Sunday, September 14, 2014

Time for Vireos

 Six species of vireos have been recorded in Newfoundland, and I am happy to say I have now seen all six. Listed in the order of the images here, these include: Blue-headed Vireo, Philadelphia Vireo, Red-eyed Vireo, White-eyed Vireo, Warbling Vireo and the Yellow-throated Vireo. All of these vireos are migratory.
 Vireos are similar to warblers but have a larger bill. They are often pale in color and typically have distinctive eye spectacles.
 Vireos are big singers, especially the males. It is their song that frequently gives away their location. Three of these six vireos are uncommon breeders in this province. These are: Blue-headed, Philadelphia and Red-eyed Vireo.
 It is likely a pair of Blue-headed Vireo bred in the La Manche area for the last two years as they were spotted in Spring and reported several weeks later. Occasionally, a Red-eyed Vireo has been reported on the Avalon during spring or summer.
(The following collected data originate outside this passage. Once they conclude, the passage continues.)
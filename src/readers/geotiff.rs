use super::{DataReader, FieldMetadata, ReadError};
use crate::grid::GridField;
use ndarray::Array3;
use std::fs::File;
use std::io::BufReader;
use std::path::{Path, PathBuf};
use tiff::decoder::{Decoder, DecodingResult};
use tiff::tags::Tag;
use tracing::debug;

/// GeoTIFF tag holding the pixel size.
pub const MODEL_PIXEL_SCALE_TAG: u16 = 33550;
/// GeoTIFF tag tying a raster point to a model coordinate.
pub const MODEL_TIEPOINT_TAG: u16 = 33922;

/// Reads a multi-page TIFF with one page per step.
///
/// Rows are latitudes and columns longitudes. Metadata comes from the JSON
/// description of the first page when present; otherwise the variable is
/// named after the file and coordinates come from the GeoTIFF georeferencing
/// tags, assuming a north-up grid.
pub struct GeoTiffReader {
    pub file_name: PathBuf,
}

impl GeoTiffReader {
    fn error(&self, message: impl std::fmt::Display) -> ReadError {
        ReadError::GeoTiff {
            path: self.file_name.clone(),
            message: message.to_string(),
        }
    }
}

impl DataReader for GeoTiffReader {
    fn read_data(&self) -> Result<GridField, ReadError> {
        let file = File::open(&self.file_name).map_err(|source| ReadError::Io {
            path: self.file_name.clone(),
            source,
        })?;

        let reader = BufReader::new(file);

        let mut decoder = Decoder::new(reader).map_err(|e| self.error(format!("failed to decode TIFF: {e}")))?;

        let (width, height) = decoder
            .dimensions()
            .map_err(|e| self.error(format!("failed to get dimensions: {e}")))?;

        let description = decoder.get_tag_ascii_string(Tag::ImageDescription).ok();
        let pixel_scale = decoder.get_tag_f64_vec(Tag::Unknown(MODEL_PIXEL_SCALE_TAG)).ok();
        let tiepoint = decoder.get_tag_f64_vec(Tag::Unknown(MODEL_TIEPOINT_TAG)).ok();

        let mut buffer: Vec<f64> = Vec::new();
        let mut pages = 0usize;
        loop {
            if decoder
                .dimensions()
                .map_err(|e| self.error(format!("failed to get dimensions: {e}")))?
                != (width, height)
            {
                return Err(self.error(format!("page {pages} differs in size from the first page")));
            }

            let page = decoder
                .read_image()
                .map_err(|e| self.error(format!("failed to read page {pages}: {e}")))?;
            buffer.extend(page_values(page).ok_or_else(|| self.error("unsupported pixel format"))?);
            pages += 1;

            if !decoder.more_images() {
                break;
            }
            decoder
                .next_image()
                .map_err(|e| self.error(format!("failed to seek to page {pages}: {e}")))?;
        }

        let values = Array3::from_shape_vec((pages, height as usize, width as usize), buffer)
            .map_err(|e| self.error(e))?;

        let metadata = match description.filter(|d| d.trim_start().starts_with('{')) {
            Some(json) => serde_json::from_str::<FieldMetadata>(&json).map_err(|source| ReadError::Metadata {
                path: self.file_name.clone(),
                source,
            })?,
            None => FieldMetadata {
                variable_name: file_stem(&self.file_name),
                lat: georeferenced_axis(&pixel_scale, &tiepoint, height as usize, Axis::Lat),
                lon: georeferenced_axis(&pixel_scale, &tiepoint, width as usize, Axis::Lon),
                ..FieldMetadata::default()
            },
        };

        debug!(
            file = %self.file_name.display(),
            variable = metadata.variable_name.as_str(),
            steps = pages,
            lat = height,
            lon = width,
            "read GeoTIFF"
        );
        Ok(metadata.into_field(values)?)
    }
}

fn page_values(page: DecodingResult) -> Option<Vec<f64>> {
    let values = match page {
        DecodingResult::U8(data) => data.into_iter().map(f64::from).collect(),
        DecodingResult::U16(data) => data.into_iter().map(f64::from).collect(),
        DecodingResult::U32(data) => data.into_iter().map(f64::from).collect(),
        DecodingResult::I8(data) => data.into_iter().map(f64::from).collect(),
        DecodingResult::I16(data) => data.into_iter().map(f64::from).collect(),
        DecodingResult::I32(data) => data.into_iter().map(f64::from).collect(),
        DecodingResult::F32(data) => data.into_iter().map(f64::from).collect(),
        DecodingResult::F64(data) => data,
        _ => return None,
    };
    Some(values)
}

#[derive(Clone, Copy)]
enum Axis {
    Lat,
    Lon,
}

/// Cell-centre coordinates from ModelPixelScale and ModelTiepoint. Empty if
/// the tags are missing.
fn georeferenced_axis(scale: &Option<Vec<f64>>, tiepoint: &Option<Vec<f64>>, len: usize, axis: Axis) -> Vec<f64> {
    let (Some(scale), Some(tiepoint)) = (scale, tiepoint) else {
        return Vec::new();
    };
    if scale.len() < 2 || tiepoint.len() < 6 {
        return Vec::new();
    }
    match axis {
        Axis::Lon => (0..len)
            .map(|i| tiepoint[3] + (i as f64 + 0.5) * scale[0])
            .collect(),
        Axis::Lat => (0..len)
            .map(|i| tiepoint[4] - (i as f64 + 0.5) * scale[1])
            .collect(),
    }
}

fn file_stem(path: &Path) -> String {
    path.file_stem()
        .map(|s| s.to_string_lossy().into_owned())
        .unwrap_or_default()
}

#[cfg(test)]
mod tests {
    use super::*;
    use std::io::BufWriter;
    use tempfile::tempdir;
    use tiff::encoder::{TiffEncoder, colortype};

    #[test]
    fn test_plain_geotiff_uses_tags() {
        let dir = tempdir().unwrap();
        let path = dir.path().join("cru_tmp.tif");
        {
            let file = BufWriter::new(File::create(&path).unwrap());
            let mut encoder = TiffEncoder::new(file).unwrap();
            for page in 0..2 {
                let mut image = encoder.new_image::<colortype::Gray32Float>(3, 2).unwrap();
                image
                    .encoder()
                    .write_tag(Tag::Unknown(MODEL_PIXEL_SCALE_TAG), &[0.5f64, 0.5, 0.0][..])
                    .unwrap();
                image
                    .encoder()
                    .write_tag(Tag::Unknown(MODEL_TIEPOINT_TAG), &[0.0f64, 0.0, 0.0, 10.0, 50.0, 0.0][..])
                    .unwrap();
                let data: Vec<f32> = (0..6).map(|i| (page * 10 + i) as f32).collect();
                image.write_data(&data).unwrap();
            }
        }

        let field = GeoTiffReader { file_name: path }.read_data().unwrap();
        assert_eq!(field.variable_name(), "cru_tmp");
        assert_eq!(field.shape().steps, 2);
        assert_eq!(field.lon(), &[10.25, 10.75, 11.25]);
        assert_eq!(field.lat(), &[49.75, 49.25]);
        assert_eq!(field.values()[[1, 1, 2]], 15.0);
    }

    #[test]
    fn test_missing_file() {
        let reader = GeoTiffReader {
            file_name: PathBuf::from("/nonexistent/field.tif"),
        };
        assert!(matches!(reader.read_data(), Err(ReadError::Io { .. })));
    }
}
For instance, there was a Spring Red-eyed Vireo reported regularly in the Waterford River area, and this last summer one was seen in the Rennie's River/Kelly's Brook area.
 Right now, mid-September, is the best opportunity to see the Red-eyed Vireo. A couple have been spotted already on Blackhead Road. They tend to stay low in the alders and are relatively responsive to phishing.  The last reporting of a Philadelphis Vireo on the Avalon via eBird was on Bear Cove Pt. Road on Sept. 24, 2011. Aside from the recent report of a Warbling Vireo in Blackhead, it has been reported a number of times since 1983 in and around St. John's. All but one sighting occurred in September.
The White-eyed Vireo arrives, when it arrives, later than the other vagrants. Fewer sighting of this bird have been reported, and they took place in mid to late October or nearly November. The only reported sighting of a White-eyed Vireo in the St. John's area was my personal-best find on November 7, 2010 on Pouch Cove Line.

Check eBird to track all of the sightings of the rare vireos. Keep in mind not everyone uses eBird, but it does show a number of locations where one is most likely to find the different species. So far, it is shaping up to be a good vireo year. Will the White-eyed Vireo show up again?